**** PROVIDED INFORMATION ****

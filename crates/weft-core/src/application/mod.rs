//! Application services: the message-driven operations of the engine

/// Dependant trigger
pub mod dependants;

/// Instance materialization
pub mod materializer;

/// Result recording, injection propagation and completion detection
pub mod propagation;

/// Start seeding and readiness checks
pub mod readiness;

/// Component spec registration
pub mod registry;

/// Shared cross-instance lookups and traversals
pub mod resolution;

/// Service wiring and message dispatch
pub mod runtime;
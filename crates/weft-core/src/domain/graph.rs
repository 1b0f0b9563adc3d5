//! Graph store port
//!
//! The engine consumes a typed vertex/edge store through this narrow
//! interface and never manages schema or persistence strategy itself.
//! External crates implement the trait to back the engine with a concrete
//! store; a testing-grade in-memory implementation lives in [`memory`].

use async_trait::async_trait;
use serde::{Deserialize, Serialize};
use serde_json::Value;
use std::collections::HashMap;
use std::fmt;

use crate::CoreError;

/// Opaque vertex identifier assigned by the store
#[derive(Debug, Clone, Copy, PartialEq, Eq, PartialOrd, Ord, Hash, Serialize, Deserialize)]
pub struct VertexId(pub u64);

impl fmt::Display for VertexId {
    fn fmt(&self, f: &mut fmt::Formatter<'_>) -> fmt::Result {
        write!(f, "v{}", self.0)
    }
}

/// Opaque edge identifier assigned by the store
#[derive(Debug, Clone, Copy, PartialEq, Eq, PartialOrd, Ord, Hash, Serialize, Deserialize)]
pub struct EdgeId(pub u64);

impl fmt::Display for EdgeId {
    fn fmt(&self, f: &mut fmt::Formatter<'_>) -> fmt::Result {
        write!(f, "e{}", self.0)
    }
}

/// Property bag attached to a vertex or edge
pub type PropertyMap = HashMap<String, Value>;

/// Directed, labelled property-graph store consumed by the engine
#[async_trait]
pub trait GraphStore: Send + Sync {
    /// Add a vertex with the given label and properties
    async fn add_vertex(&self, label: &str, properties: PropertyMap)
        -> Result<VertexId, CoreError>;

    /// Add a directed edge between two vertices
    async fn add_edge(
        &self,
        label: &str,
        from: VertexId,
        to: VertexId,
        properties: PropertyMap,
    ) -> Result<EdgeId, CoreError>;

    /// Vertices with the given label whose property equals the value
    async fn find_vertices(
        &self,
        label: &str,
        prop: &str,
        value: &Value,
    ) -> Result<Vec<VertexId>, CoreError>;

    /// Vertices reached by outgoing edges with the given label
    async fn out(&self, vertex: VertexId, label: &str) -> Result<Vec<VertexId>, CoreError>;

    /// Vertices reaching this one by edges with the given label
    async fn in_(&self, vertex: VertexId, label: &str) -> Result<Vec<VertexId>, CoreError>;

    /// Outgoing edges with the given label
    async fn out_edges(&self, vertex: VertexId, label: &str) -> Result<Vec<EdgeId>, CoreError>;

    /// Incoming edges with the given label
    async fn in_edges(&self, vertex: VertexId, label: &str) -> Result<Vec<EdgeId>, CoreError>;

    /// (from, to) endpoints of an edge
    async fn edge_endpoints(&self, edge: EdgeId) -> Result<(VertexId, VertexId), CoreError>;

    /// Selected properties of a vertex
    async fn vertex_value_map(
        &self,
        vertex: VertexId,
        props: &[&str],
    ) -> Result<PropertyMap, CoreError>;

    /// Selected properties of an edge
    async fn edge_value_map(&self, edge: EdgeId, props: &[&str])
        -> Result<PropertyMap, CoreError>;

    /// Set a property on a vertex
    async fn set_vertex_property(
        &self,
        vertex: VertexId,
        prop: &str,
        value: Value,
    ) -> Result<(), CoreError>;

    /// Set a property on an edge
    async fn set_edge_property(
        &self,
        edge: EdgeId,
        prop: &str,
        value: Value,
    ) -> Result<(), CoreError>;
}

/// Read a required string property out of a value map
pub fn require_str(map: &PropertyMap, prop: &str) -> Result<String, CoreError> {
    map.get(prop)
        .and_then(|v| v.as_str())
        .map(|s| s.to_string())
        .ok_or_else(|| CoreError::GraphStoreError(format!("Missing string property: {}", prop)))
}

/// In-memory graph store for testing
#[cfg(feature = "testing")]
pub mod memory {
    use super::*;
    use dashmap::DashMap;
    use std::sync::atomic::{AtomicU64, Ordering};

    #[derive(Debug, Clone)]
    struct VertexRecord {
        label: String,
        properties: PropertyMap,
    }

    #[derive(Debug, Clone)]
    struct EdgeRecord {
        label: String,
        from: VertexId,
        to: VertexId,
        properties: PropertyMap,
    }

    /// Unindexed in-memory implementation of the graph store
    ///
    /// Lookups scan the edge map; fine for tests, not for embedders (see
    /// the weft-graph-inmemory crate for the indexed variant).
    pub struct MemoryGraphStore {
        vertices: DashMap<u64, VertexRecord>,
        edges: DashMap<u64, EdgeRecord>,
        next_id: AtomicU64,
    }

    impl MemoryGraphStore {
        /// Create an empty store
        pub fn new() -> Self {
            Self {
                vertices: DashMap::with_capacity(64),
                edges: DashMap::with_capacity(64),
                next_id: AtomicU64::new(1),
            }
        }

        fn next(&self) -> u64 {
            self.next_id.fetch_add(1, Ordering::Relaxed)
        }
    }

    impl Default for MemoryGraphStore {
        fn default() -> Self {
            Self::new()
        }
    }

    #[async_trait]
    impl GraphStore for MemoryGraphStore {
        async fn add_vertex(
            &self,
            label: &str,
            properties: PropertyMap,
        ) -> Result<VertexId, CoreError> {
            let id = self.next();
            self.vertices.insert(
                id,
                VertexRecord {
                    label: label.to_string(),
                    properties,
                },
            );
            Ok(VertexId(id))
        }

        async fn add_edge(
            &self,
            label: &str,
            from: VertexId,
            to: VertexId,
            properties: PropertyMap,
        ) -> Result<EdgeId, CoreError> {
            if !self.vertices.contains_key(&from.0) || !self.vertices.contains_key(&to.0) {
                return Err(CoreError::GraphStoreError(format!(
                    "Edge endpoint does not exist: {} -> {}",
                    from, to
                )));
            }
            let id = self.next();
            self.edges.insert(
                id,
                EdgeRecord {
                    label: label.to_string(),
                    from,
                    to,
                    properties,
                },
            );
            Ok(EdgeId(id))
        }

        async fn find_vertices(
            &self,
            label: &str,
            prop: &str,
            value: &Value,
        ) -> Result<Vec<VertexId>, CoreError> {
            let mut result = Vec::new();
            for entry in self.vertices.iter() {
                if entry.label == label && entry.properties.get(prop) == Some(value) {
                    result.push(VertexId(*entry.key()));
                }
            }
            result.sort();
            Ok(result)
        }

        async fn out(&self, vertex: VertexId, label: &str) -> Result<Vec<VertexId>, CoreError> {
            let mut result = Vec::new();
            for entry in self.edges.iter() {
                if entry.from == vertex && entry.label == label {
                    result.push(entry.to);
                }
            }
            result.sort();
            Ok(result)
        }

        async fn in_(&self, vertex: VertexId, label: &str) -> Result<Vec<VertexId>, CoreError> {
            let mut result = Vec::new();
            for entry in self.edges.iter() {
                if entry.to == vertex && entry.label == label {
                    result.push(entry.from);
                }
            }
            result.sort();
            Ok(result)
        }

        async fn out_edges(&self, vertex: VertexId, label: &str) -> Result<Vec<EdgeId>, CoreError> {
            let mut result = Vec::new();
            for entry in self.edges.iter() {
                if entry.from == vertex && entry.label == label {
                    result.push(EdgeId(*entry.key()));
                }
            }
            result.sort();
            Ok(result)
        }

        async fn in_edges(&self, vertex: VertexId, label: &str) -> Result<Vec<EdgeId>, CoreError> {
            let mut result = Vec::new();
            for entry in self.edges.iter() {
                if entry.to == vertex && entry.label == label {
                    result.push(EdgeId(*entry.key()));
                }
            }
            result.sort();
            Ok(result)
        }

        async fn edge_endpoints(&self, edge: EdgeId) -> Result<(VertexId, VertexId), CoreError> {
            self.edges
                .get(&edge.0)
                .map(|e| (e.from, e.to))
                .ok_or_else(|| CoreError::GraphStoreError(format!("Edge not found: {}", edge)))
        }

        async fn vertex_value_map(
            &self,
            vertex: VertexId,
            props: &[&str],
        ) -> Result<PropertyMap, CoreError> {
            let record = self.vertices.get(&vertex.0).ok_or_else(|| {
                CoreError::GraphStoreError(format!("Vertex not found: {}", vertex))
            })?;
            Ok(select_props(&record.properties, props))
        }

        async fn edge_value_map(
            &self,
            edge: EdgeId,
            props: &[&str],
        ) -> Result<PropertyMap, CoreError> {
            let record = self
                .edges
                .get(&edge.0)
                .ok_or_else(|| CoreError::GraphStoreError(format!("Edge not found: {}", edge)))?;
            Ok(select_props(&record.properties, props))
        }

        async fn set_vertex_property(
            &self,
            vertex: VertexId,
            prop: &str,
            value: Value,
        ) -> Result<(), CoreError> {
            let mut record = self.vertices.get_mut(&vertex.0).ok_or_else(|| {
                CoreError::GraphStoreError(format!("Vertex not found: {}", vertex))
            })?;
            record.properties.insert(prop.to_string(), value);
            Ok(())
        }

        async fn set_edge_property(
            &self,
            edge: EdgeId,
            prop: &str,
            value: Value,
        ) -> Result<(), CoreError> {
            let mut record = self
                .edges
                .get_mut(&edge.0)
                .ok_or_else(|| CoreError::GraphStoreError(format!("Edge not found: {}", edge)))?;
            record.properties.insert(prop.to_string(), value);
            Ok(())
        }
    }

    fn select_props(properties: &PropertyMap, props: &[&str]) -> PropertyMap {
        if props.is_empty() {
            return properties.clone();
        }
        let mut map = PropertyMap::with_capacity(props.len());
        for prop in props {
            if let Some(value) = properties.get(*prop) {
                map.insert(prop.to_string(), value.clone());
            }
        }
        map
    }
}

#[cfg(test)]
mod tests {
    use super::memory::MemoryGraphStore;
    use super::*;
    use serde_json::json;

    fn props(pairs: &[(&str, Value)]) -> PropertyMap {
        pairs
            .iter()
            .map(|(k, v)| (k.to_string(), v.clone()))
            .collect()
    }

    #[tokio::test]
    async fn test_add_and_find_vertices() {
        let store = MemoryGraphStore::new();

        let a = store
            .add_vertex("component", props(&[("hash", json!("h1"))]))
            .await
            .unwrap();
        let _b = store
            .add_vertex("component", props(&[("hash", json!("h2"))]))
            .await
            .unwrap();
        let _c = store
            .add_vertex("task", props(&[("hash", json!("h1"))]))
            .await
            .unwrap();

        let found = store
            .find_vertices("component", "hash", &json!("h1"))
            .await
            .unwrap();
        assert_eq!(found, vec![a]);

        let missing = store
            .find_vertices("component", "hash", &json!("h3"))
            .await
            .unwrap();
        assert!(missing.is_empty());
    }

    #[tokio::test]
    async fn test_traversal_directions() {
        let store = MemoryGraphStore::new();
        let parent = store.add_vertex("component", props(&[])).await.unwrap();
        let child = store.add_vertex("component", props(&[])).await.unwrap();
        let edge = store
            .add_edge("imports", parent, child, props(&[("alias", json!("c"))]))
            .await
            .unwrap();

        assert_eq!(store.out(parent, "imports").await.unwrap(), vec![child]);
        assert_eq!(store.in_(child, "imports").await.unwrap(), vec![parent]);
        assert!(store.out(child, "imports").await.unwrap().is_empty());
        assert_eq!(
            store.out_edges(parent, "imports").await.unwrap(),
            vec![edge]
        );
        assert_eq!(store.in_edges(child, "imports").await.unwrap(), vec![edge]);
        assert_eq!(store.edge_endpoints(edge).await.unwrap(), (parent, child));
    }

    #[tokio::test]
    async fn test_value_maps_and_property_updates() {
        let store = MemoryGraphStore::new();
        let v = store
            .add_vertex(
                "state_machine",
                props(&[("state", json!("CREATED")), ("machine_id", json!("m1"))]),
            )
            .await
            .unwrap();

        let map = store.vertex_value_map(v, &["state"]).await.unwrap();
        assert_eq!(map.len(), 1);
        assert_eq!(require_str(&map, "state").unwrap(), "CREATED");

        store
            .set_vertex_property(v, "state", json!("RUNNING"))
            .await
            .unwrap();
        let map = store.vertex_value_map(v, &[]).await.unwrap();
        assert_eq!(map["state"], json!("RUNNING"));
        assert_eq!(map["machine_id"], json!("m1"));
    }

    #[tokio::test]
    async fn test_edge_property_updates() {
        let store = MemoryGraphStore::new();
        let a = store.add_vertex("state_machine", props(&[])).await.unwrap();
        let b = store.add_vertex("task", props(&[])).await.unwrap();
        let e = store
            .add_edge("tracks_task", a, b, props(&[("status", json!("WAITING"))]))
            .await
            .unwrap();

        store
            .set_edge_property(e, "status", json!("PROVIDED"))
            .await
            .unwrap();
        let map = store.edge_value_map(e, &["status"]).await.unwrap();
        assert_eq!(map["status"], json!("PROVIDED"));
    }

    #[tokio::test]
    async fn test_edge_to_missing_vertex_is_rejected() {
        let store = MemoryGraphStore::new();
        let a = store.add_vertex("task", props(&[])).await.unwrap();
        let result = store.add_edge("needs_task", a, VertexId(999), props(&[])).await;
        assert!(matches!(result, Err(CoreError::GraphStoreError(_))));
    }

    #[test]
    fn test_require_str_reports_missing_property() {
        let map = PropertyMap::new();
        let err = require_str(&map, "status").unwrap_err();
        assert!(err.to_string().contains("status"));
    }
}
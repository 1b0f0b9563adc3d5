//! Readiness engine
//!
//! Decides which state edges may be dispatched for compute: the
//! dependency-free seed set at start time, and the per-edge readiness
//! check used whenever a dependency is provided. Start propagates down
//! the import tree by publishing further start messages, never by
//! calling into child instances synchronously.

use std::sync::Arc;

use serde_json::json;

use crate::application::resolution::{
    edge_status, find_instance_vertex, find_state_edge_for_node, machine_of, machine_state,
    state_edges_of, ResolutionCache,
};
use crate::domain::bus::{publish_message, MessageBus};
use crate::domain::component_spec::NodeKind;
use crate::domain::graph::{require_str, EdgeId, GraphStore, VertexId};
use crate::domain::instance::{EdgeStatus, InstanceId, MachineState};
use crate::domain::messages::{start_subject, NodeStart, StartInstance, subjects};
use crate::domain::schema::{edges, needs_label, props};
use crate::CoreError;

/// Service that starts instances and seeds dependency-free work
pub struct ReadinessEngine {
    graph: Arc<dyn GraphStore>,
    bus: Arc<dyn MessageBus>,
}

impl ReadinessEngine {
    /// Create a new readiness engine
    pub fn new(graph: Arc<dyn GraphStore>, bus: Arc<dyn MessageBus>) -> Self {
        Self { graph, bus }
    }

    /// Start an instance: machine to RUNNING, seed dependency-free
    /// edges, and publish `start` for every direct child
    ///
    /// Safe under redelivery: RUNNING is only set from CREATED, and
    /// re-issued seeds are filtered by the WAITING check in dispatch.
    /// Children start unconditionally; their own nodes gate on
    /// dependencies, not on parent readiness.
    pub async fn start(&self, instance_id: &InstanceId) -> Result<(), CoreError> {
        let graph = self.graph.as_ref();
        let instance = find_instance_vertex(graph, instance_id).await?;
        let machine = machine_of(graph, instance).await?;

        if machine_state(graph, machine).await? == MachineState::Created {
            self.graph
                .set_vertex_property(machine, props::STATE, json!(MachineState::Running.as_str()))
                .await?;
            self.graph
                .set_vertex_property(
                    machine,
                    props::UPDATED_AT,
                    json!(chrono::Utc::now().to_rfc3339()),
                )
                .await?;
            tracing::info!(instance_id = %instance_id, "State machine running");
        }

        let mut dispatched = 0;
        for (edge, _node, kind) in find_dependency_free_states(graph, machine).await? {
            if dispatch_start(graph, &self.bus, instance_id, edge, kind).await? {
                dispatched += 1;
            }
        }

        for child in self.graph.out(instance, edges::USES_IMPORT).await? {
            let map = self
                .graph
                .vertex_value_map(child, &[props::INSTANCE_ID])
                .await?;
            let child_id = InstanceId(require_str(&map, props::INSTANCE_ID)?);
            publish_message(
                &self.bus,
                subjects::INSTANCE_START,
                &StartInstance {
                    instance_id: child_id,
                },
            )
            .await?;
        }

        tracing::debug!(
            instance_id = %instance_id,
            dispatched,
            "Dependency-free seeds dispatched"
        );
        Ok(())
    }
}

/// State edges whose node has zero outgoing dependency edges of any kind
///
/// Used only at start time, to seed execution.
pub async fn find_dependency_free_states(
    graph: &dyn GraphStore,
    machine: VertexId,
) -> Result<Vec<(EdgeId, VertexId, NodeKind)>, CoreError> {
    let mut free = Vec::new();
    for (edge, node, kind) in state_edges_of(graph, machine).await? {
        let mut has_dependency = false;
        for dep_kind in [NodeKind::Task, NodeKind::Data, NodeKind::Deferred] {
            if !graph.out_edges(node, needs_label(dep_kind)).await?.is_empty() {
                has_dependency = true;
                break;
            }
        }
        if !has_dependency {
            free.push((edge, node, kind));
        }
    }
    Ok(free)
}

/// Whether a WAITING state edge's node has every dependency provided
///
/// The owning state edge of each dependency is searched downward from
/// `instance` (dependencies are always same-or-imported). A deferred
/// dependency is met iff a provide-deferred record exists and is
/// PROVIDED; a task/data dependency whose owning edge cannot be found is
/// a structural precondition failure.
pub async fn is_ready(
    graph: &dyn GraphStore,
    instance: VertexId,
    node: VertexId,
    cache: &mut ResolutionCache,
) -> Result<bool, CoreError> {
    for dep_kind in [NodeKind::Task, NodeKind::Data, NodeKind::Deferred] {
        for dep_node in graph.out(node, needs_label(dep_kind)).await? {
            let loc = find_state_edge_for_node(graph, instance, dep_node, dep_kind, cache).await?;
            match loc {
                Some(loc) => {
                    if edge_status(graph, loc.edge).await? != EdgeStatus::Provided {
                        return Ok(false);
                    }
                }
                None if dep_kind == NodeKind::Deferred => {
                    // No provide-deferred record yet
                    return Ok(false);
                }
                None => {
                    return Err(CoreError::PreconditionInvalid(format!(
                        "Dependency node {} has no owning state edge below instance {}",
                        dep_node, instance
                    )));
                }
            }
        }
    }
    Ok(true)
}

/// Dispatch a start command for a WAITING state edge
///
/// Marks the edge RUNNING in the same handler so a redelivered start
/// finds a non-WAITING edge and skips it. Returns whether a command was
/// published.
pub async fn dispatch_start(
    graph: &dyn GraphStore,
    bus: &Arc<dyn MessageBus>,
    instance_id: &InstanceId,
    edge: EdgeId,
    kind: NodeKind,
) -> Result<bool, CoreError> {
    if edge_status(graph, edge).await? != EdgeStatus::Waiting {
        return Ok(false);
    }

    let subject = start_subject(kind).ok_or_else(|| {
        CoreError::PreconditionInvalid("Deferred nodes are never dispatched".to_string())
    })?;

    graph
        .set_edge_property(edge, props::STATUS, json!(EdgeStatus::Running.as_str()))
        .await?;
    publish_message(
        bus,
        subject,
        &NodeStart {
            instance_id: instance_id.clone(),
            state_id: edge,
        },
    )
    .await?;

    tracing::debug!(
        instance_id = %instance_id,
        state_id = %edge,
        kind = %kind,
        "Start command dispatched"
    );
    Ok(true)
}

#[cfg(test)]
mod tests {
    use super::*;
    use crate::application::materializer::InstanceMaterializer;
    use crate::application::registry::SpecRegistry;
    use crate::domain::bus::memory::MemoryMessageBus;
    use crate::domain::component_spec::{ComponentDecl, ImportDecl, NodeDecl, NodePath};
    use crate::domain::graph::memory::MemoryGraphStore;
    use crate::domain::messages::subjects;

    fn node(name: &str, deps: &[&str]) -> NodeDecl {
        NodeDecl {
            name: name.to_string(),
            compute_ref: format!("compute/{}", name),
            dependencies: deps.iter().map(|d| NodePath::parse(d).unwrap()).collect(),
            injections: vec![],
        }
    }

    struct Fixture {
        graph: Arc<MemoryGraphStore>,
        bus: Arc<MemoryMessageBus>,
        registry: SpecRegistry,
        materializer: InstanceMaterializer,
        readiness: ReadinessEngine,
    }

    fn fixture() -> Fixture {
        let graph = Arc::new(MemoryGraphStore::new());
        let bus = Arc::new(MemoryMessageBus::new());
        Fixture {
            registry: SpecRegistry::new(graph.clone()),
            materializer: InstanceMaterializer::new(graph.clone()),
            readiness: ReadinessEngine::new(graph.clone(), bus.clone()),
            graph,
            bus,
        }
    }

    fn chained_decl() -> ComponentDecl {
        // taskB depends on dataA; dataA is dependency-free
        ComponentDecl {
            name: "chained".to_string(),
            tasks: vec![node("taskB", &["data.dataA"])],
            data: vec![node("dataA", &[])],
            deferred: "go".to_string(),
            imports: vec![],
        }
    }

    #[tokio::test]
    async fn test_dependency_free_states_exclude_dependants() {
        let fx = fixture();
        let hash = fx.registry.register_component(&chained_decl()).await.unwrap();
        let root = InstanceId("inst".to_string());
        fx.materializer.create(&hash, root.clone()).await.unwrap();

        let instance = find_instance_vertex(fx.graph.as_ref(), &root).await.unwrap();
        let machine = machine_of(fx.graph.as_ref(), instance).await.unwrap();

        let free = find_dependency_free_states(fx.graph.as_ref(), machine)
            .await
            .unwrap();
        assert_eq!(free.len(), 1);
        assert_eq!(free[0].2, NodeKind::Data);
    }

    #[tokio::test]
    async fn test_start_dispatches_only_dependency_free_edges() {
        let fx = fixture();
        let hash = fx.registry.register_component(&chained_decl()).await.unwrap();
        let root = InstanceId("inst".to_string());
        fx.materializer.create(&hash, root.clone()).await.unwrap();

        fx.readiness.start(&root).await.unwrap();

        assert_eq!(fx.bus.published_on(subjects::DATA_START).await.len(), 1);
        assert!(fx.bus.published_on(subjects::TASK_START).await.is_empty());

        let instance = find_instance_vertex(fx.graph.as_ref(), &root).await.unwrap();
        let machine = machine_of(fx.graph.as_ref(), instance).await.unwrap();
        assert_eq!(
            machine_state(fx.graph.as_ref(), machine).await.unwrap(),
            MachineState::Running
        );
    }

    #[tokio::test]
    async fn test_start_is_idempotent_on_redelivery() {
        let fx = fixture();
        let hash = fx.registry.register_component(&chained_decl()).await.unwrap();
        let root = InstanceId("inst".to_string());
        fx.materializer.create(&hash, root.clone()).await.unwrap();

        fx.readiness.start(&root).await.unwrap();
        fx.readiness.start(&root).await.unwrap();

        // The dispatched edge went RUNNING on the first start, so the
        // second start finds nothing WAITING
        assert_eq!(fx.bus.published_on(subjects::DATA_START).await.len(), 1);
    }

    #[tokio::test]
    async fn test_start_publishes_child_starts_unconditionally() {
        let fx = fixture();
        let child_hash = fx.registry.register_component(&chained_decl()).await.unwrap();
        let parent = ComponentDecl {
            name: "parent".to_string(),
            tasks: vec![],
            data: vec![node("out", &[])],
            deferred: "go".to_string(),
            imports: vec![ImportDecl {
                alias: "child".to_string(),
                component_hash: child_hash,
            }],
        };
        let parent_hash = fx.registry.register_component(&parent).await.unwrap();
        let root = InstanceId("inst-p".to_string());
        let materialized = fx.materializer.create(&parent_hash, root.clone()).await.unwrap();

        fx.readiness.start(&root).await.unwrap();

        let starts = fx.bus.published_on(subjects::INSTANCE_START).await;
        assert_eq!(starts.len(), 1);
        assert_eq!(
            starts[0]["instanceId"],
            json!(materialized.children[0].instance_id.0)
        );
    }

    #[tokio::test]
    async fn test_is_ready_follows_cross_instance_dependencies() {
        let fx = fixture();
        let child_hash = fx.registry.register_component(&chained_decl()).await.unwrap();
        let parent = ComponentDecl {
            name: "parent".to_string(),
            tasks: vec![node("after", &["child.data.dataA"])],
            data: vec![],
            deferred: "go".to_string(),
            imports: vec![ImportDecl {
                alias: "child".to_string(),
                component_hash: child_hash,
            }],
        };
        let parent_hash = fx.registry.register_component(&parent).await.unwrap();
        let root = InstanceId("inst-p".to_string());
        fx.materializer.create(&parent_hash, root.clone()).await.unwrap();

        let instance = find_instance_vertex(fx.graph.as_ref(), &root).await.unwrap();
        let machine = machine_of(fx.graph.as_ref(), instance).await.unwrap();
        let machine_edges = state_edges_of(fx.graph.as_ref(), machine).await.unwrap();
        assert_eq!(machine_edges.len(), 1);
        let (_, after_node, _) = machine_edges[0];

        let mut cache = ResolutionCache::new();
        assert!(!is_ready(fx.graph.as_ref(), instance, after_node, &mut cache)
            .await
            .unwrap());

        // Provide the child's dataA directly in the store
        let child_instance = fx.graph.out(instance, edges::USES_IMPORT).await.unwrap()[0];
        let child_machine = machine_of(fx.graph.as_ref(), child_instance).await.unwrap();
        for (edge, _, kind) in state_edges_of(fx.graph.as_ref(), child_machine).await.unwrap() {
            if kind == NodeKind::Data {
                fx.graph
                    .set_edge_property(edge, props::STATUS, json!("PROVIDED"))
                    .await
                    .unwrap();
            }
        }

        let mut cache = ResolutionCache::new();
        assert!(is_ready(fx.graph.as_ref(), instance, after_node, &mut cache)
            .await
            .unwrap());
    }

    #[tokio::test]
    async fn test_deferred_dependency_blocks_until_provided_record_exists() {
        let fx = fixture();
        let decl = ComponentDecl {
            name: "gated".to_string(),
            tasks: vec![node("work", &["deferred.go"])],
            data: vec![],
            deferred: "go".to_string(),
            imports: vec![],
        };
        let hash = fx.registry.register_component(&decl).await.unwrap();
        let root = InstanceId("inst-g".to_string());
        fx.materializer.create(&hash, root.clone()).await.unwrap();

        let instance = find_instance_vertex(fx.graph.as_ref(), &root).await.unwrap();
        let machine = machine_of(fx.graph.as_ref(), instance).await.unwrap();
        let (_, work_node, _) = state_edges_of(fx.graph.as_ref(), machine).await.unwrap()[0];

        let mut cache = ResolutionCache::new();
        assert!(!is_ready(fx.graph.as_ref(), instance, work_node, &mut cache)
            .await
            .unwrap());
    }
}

****

» **WHAT YOU WILL DO**
The answer should be a number alone: how many lines of the entries hold the word "NodePath"?

» **RESPONSE**
2